:: MATERIAL PROVIDED
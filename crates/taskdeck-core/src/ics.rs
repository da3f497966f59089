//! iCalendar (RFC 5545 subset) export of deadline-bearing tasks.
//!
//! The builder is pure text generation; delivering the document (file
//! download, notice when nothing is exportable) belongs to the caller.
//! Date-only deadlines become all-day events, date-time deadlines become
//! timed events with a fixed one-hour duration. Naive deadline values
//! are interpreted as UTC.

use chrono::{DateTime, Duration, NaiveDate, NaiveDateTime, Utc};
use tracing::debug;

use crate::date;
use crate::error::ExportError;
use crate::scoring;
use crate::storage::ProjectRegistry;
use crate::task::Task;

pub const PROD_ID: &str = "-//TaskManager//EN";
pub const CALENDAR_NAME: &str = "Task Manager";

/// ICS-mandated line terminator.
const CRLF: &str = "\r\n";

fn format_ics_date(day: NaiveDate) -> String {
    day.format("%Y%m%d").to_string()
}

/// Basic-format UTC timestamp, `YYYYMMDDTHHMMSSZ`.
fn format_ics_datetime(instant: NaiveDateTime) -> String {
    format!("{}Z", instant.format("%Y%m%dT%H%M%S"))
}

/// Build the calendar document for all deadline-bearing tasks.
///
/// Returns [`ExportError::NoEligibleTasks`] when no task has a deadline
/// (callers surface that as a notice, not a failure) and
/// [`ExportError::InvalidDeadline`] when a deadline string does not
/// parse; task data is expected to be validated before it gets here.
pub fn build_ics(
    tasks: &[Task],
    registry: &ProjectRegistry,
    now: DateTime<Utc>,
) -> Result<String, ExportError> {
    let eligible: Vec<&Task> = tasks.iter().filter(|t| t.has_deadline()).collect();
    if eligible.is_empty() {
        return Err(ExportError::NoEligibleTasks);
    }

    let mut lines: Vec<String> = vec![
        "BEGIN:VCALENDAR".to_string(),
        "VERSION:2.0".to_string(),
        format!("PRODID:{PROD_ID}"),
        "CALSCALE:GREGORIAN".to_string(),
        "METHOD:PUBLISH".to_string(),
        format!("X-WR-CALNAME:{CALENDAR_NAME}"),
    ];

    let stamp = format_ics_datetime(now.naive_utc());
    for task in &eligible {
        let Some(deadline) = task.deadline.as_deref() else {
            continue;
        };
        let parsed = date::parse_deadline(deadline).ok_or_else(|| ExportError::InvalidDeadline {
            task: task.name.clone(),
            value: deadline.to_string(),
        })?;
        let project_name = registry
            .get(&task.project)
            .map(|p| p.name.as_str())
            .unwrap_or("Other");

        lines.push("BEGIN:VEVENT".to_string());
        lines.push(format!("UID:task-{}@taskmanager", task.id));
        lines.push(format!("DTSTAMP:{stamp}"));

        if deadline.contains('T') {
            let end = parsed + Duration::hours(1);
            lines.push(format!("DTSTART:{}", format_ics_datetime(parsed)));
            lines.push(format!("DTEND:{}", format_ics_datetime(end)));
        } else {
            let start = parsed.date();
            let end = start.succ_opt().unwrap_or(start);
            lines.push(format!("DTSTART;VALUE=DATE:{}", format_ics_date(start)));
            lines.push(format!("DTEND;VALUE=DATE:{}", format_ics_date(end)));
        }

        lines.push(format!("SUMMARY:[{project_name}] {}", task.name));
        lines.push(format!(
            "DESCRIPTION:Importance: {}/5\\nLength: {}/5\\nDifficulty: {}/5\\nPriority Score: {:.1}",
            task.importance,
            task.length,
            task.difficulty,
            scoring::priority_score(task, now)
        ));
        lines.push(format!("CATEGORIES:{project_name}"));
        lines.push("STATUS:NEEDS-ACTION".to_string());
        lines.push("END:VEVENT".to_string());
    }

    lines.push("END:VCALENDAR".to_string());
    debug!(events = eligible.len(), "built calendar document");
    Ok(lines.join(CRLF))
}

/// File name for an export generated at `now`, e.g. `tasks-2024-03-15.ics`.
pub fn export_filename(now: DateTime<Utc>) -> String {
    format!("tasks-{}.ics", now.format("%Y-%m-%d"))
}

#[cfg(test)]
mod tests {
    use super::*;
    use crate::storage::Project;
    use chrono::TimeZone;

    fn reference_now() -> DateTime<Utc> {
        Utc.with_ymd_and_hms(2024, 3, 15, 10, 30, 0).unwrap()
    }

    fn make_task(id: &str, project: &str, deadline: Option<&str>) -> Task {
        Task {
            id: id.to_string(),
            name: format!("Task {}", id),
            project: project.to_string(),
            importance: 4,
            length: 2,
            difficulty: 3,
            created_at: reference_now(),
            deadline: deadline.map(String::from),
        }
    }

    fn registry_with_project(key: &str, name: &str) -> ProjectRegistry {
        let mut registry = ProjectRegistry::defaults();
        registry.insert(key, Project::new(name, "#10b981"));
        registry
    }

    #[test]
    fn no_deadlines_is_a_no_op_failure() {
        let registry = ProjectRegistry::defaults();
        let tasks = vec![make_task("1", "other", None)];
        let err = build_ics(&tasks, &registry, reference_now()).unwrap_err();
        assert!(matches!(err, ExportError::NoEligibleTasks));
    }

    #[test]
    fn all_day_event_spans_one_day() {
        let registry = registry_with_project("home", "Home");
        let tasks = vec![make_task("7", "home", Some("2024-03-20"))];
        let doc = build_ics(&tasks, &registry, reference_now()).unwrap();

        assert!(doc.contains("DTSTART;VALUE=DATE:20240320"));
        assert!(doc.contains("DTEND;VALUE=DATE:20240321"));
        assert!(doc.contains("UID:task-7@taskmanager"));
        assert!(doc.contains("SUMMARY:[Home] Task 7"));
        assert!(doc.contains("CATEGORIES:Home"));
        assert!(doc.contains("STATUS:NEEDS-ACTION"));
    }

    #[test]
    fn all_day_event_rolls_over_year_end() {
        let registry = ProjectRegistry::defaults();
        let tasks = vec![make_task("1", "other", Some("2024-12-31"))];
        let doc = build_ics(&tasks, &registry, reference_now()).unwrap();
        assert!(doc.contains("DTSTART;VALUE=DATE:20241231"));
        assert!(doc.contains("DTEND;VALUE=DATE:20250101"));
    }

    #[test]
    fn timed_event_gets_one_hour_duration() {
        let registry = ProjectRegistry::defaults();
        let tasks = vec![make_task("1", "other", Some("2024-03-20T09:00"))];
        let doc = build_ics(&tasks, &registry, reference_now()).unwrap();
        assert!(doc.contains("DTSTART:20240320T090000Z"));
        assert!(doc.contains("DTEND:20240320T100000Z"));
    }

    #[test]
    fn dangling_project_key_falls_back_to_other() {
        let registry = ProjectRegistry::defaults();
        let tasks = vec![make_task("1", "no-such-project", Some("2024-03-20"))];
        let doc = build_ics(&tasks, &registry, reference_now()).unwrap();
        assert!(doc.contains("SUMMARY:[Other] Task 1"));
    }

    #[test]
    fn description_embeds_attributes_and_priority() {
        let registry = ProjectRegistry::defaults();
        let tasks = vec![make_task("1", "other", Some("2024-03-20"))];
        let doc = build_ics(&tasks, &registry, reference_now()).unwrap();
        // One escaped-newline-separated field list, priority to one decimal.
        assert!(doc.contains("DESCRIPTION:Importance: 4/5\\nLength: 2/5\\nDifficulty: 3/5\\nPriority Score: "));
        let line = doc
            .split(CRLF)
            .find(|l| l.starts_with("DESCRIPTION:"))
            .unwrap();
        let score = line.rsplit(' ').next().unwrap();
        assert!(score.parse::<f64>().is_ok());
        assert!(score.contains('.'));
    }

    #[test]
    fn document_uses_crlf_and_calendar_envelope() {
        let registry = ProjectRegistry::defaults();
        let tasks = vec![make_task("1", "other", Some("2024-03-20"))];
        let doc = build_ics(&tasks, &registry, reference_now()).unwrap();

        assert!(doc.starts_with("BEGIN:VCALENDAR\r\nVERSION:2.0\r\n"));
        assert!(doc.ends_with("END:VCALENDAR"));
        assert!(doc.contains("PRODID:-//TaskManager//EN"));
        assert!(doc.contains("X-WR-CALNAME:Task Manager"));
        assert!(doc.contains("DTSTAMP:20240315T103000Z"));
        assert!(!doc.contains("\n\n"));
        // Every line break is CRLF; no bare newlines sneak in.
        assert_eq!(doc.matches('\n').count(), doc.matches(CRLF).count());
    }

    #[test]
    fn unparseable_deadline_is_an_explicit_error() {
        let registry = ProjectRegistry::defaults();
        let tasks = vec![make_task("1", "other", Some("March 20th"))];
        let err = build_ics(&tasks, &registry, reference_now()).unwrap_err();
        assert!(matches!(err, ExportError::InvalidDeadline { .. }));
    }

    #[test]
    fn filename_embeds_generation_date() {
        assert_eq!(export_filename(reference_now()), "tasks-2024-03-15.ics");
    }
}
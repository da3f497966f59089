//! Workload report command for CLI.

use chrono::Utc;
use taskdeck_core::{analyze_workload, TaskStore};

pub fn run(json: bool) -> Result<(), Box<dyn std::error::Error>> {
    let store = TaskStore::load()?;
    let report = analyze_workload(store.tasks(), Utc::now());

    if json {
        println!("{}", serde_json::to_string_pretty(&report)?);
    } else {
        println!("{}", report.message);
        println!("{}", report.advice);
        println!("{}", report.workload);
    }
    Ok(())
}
::::
[EXERCISE PROMPT] Filter by the word "println": copy every line of the data that holds it.

[EXPECTED ANSWER]
        println!("{}", serde_json::to_string_pretty(&report)?);
        println!("{}", report.message);
        println!("{}", report.advice);
        println!("{}", report.workload);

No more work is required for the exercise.